Task item:
Lines that include "quantity" make up the answer; copy all of them from the data below.

··· Given information

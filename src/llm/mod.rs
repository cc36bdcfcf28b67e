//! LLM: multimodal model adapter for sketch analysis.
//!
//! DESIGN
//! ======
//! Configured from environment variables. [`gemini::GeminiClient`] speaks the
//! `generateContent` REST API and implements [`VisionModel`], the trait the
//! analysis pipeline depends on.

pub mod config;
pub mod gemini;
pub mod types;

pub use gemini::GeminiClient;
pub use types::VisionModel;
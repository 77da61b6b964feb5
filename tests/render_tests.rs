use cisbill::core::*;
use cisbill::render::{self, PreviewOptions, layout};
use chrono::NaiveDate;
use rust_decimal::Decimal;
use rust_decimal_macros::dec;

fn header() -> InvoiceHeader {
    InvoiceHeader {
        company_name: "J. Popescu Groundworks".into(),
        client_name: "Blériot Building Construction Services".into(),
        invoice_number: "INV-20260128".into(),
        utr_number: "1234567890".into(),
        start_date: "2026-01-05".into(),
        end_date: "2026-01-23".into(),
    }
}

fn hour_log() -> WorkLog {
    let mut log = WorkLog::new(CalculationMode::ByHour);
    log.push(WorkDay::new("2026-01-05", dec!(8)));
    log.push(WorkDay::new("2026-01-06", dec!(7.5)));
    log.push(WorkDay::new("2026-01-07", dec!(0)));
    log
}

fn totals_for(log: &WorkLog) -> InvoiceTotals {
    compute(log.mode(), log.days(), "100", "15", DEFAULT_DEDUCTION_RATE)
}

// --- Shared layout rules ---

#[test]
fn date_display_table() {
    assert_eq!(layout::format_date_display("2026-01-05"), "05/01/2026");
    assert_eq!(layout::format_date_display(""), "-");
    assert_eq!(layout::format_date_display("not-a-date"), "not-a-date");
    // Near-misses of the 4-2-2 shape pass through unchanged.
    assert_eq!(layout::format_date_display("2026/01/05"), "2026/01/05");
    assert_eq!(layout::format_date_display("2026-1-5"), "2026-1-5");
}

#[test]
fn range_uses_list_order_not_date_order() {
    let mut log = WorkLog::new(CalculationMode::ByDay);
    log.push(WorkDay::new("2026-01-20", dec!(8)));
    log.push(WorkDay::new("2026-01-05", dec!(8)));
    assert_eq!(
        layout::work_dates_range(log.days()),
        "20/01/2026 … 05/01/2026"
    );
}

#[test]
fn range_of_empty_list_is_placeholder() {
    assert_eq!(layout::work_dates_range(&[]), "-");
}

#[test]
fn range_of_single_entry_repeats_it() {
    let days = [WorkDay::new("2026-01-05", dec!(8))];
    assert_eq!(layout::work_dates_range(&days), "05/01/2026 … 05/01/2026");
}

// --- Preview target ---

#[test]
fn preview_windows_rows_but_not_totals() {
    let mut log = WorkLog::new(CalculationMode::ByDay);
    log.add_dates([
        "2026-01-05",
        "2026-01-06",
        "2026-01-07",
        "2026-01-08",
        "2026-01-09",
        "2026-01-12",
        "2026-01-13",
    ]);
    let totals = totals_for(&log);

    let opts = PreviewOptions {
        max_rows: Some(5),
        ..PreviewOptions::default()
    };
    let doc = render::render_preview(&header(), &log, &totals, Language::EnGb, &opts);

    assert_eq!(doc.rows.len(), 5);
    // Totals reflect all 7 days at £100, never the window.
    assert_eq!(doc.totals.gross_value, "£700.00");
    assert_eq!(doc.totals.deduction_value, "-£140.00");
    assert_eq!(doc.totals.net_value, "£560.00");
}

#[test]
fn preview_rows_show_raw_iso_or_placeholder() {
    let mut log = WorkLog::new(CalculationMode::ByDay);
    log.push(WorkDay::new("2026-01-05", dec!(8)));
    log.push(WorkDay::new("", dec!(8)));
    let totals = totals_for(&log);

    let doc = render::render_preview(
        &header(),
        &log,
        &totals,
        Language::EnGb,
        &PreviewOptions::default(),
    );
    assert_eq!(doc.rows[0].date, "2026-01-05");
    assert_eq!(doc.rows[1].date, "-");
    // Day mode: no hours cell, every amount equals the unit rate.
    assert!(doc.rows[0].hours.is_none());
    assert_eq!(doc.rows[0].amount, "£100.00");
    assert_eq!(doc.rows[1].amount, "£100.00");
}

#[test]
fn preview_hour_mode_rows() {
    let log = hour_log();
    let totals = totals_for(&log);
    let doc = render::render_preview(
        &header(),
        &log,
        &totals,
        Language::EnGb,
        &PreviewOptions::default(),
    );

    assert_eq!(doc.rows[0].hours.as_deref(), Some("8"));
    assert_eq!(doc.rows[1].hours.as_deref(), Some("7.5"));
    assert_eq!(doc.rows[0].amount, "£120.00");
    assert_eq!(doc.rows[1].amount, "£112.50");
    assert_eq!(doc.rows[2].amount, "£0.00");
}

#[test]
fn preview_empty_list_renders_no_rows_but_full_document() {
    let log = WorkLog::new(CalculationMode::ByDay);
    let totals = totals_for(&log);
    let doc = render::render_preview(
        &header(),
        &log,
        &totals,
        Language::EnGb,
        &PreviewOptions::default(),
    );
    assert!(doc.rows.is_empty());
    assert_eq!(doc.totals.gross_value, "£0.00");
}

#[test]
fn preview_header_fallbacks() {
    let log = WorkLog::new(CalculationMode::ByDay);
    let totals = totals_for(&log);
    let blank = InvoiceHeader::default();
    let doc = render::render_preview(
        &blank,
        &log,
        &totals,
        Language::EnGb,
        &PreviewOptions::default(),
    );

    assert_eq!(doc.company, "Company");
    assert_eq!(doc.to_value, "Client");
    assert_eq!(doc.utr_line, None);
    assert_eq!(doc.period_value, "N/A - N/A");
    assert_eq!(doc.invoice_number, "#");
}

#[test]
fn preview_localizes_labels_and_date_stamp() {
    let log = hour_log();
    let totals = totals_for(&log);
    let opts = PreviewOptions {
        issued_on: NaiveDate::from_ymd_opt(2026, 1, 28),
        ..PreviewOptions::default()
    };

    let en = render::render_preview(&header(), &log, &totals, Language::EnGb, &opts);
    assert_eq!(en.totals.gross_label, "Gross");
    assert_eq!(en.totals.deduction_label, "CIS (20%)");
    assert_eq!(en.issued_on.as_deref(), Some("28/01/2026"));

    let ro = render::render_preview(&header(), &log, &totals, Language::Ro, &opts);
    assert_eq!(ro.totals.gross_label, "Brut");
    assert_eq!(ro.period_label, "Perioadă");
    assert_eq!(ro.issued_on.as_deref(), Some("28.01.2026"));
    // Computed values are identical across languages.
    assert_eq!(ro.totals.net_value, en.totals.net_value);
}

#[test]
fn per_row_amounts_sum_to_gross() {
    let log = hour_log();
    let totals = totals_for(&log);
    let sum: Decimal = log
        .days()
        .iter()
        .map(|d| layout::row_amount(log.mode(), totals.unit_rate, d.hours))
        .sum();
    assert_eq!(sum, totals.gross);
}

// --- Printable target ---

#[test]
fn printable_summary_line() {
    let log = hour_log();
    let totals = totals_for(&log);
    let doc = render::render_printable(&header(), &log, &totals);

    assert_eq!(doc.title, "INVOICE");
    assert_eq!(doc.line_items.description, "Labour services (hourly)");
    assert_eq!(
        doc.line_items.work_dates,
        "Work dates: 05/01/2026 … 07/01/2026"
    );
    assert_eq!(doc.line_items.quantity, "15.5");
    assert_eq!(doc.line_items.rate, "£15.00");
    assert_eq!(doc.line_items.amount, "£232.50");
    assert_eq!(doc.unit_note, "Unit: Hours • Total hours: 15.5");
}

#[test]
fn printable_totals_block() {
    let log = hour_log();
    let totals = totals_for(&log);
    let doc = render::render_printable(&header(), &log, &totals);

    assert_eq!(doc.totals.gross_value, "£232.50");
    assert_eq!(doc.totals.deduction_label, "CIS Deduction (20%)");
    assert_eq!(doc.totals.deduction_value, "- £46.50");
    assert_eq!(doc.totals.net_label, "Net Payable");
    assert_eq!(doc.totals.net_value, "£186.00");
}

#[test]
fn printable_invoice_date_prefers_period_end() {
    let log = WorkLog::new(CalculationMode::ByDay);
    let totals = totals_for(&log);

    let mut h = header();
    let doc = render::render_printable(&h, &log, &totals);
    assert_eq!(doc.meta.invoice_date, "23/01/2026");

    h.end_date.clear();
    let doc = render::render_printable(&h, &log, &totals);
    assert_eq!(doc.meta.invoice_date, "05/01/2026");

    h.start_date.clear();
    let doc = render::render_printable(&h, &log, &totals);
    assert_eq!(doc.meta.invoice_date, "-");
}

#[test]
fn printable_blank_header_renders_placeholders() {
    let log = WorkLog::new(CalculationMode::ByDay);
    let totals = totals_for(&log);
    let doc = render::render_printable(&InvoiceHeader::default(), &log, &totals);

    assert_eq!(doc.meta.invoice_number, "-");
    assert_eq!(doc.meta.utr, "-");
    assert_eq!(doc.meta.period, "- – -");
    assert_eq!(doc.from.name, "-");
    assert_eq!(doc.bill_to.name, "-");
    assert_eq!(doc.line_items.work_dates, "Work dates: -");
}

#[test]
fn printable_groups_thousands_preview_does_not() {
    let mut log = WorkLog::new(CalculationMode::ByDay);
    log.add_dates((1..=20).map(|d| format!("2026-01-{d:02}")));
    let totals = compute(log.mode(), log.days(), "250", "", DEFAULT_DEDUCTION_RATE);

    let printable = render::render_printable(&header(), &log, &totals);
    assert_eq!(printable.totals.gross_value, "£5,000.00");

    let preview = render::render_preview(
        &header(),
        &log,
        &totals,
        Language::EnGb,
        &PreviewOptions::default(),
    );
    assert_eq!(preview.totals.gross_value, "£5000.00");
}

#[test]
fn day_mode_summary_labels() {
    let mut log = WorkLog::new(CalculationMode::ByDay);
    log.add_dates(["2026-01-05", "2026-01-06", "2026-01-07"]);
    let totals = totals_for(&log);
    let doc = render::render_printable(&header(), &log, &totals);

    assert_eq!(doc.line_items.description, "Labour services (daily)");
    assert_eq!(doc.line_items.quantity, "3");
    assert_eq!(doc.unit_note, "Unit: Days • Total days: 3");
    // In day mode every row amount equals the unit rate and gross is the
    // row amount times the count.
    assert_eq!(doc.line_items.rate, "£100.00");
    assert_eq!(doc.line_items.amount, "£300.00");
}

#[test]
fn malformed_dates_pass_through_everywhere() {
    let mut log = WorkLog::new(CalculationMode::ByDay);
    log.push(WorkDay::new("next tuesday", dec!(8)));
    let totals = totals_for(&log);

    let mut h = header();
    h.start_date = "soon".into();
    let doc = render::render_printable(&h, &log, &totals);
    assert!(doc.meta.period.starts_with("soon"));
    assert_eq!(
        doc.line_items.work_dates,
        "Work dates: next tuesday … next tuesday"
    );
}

······

Written solution:
    assert_eq!(doc.line_items.quantity, "15.5");
    assert_eq!(doc.line_items.quantity, "3");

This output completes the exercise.